Extract the full listing below without altering a single character.

────────────────────────────────────────

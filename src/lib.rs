#![forbid(unsafe_code)]
#![doc = include_str!("../README.md")]

mod cache;
mod config;
mod error;
mod gate;
mod graph;
mod hash;
pub mod io;
mod pipeline;
mod report;
mod runner;
mod task;
#[cfg(feature = "live")]
mod watch;

#[cfg(feature = "server")]
pub mod server;

#[cfg(feature = "live")]
use std::sync::Arc;

use console::style;

pub use crate::cache::FingerprintCache;
pub use crate::config::{DeployTarget, FailurePolicy, Profile, RunConfig};
pub use crate::error::*;
pub use crate::gate::GateSet;
pub use crate::graph::Registry;
pub use crate::hash::{Fingerprint, Hash32};
pub use crate::pipeline::{
    BuildPipeline, DeployPipeline, ProjectLayout, Sequence, Toolchain, clean_action,
    copy_assets_action, wire_build, wire_deploy,
};
#[cfg(feature = "live")]
pub use crate::pipeline::standard_bindings;
pub use crate::report::{BuildReport, Record, Reporter, Severity};
pub use crate::runner::{RunContext, RunState, RunSummary, run};
pub use crate::task::{Action, ActionResult, TaskContext, TaskId, TaskSpec};
#[cfg(feature = "live")]
pub use crate::watch::{WatchBinding, WatchHandle};

/// This value controls whether the orchestrator runs in the `Build` or
/// the `Watch` mode. In `Build` mode every targeted task runs once and
/// the process is expected to surface the run's terminal state. In
/// `Watch` mode the initial build is followed by a watch session which
/// re-runs the affected tasks on filesystem changes and never tears the
/// process down on a task error.
#[derive(Debug, Clone, Copy, PartialEq, Eq)]
pub enum Mode {
    /// One-shot build.
    Build,
    /// Interactive rebuild loop.
    Watch,
}

/// The orchestrator facade: a task registry plus the shared run state
/// (configuration, aggregator, cache, gates) passed into every run.
pub struct Project {
    registry: Registry,
    context: RunContext,
}

impl Project {
    pub fn new(config: RunConfig) -> Self {
        Self {
            registry: Registry::new(),
            context: RunContext::new(config),
        }
    }

    pub fn register(&mut self, spec: TaskSpec) -> Result<TaskId, RegistryError> {
        self.registry.register(spec)
    }

    /// Start a run-sequence composition over this project's registry.
    pub fn sequence(&mut self) -> Sequence<'_> {
        Sequence::new(&mut self.registry)
    }

    pub fn registry(&self) -> &Registry {
        &self.registry
    }

    pub fn registry_mut(&mut self) -> &mut Registry {
        &mut self.registry
    }

    pub fn context(&self) -> &RunContext {
        &self.context
    }

    /// Run the targets once and report. The returned summary carries the
    /// exit code the surrounding process should use.
    pub fn build(&self, targets: &[TaskId]) -> Result<RunSummary, RegistryError> {
        eprintln!(
            "Running {} in {} mode.",
            style("Kumade").red(),
            style("build").blue()
        );

        run(&self.registry, targets, &self.context, Mode::Build)
    }

    /// Run the initial build, then keep rebuilding on filesystem changes
    /// until the returned handle is stopped. Task errors are reported
    /// and never terminate the session.
    #[cfg(feature = "live")]
    pub fn watch(
        self,
        targets: &[TaskId],
        bindings: Vec<WatchBinding>,
    ) -> Result<WatchHandle, KumadeError> {
        eprintln!(
            "Running {} in {} mode.",
            style("Kumade").red(),
            style("watch").blue()
        );

        let mut context = self.context;
        // Watch sessions always keep going on task errors; the failure
        // policy only ever decides the fate of one-shot runs.
        context.config.on_failure = FailurePolicy::KeepAlive;

        let registry = Arc::new(self.registry);
        let context = Arc::new(context);

        run(&registry, targets, &context, Mode::Watch)?;

        let handle = watch::watch(registry, context, bindings)?;
        Ok(handle)
    }
}

#[cfg(feature = "logging")]
pub fn init_logging() {
    use tracing_subscriber::EnvFilter;

    tracing_subscriber::fmt()
        .with_env_filter(EnvFilter::from_default_env())
        .init();
}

────────────────────────────────────────

» **ANSWER**
filename src/lib.rs
#![forbid(unsafe_code)]
#![doc = include_str!("../README.md")]

mod cache;
mod config;
mod error;
mod gate;
mod graph;
mod hash;
pub mod io;
mod pipeline;
mod report;
mod runner;
mod task;
#[cfg(feature = "live")]
mod watch;

#[cfg(feature = "server")]
pub mod server;

#[cfg(feature = "live")]
use std::sync::Arc;

use console::style;

pub use crate::cache::FingerprintCache;
pub use crate::config::{DeployTarget, FailurePolicy, Profile, RunConfig};
pub use crate::error::*;
pub use crate::gate::GateSet;
pub use crate::graph::Registry;
pub use crate::hash::{Fingerprint, Hash32};
pub use crate::pipeline::{
    BuildPipeline, DeployPipeline, ProjectLayout, Sequence, Toolchain, clean_action,
    copy_assets_action, wire_build, wire_deploy,
};
#[cfg(feature = "live")]
pub use crate::pipeline::standard_bindings;
pub use crate::report::{BuildReport, Record, Reporter, Severity};
pub use crate::runner::{RunContext, RunState, RunSummary, run};
pub use crate::task::{Action, ActionResult, TaskContext, TaskId, TaskSpec};
#[cfg(feature = "live")]
pub use crate::watch::{WatchBinding, WatchHandle};

/// This value controls whether the orchestrator runs in the `Build` or
/// the `Watch` mode. In `Build` mode every targeted task runs once and
/// the process is expected to surface the run's terminal state. In
/// `Watch` mode the initial build is followed by a watch session which
/// re-runs the affected tasks on filesystem changes and never tears the
/// process down on a task error.
#[derive(Debug, Clone, Copy, PartialEq, Eq)]
pub enum Mode {
    /// One-shot build.
    Build,
    /// Interactive rebuild loop.
    Watch,
}

/// The orchestrator facade: a task registry plus the shared run state
/// (configuration, aggregator, cache, gates) passed into every run.
pub struct Project {
    registry: Registry,
    context: RunContext,
}

impl Project {
    pub fn new(config: RunConfig) -> Self {
        Self {
            registry: Registry::new(),
            context: RunContext::new(config),
        }
    }

    pub fn register(&mut self, spec: TaskSpec) -> Result<TaskId, RegistryError> {
        self.registry.register(spec)
    }

    /// Start a run-sequence composition over this project's registry.
    pub fn sequence(&mut self) -> Sequence<'_> {
        Sequence::new(&mut self.registry)
    }

    pub fn registry(&self) -> &Registry {
        &self.registry
    }

    pub fn registry_mut(&mut self) -> &mut Registry {
        &mut self.registry
    }

    pub fn context(&self) -> &RunContext {
        &self.context
    }

    /// Run the targets once and report. The returned summary carries the
    /// exit code the surrounding process should use.
    pub fn build(&self, targets: &[TaskId]) -> Result<RunSummary, RegistryError> {
        eprintln!(
            "Running {} in {} mode.",
            style("Kumade").red(),
            style("build").blue()
        );

        run(&self.registry, targets, &self.context, Mode::Build)
    }

    /// Run the initial build, then keep rebuilding on filesystem changes
    /// until the returned handle is stopped. Task errors are reported
    /// and never terminate the session.
    #[cfg(feature = "live")]
    pub fn watch(
        self,
        targets: &[TaskId],
        bindings: Vec<WatchBinding>,
    ) -> Result<WatchHandle, KumadeError> {
        eprintln!(
            "Running {} in {} mode.",
            style("Kumade").red(),
            style("watch").blue()
        );

        let mut context = self.context;
        // Watch sessions always keep going on task errors; the failure
        // policy only ever decides the fate of one-shot runs.
        context.config.on_failure = FailurePolicy::KeepAlive;

        let registry = Arc::new(self.registry);
        let context = Arc::new(context);

        run(&registry, targets, &context, Mode::Watch)?;

        let handle = watch::watch(registry, context, bindings)?;
        Ok(handle)
    }
}

#[cfg(feature = "logging")]
pub fn init_logging() {
    use tracing_subscriber::EnvFilter;

    tracing_subscriber::fmt()
        .with_env_filter(EnvFilter::from_default_env())
        .init();
}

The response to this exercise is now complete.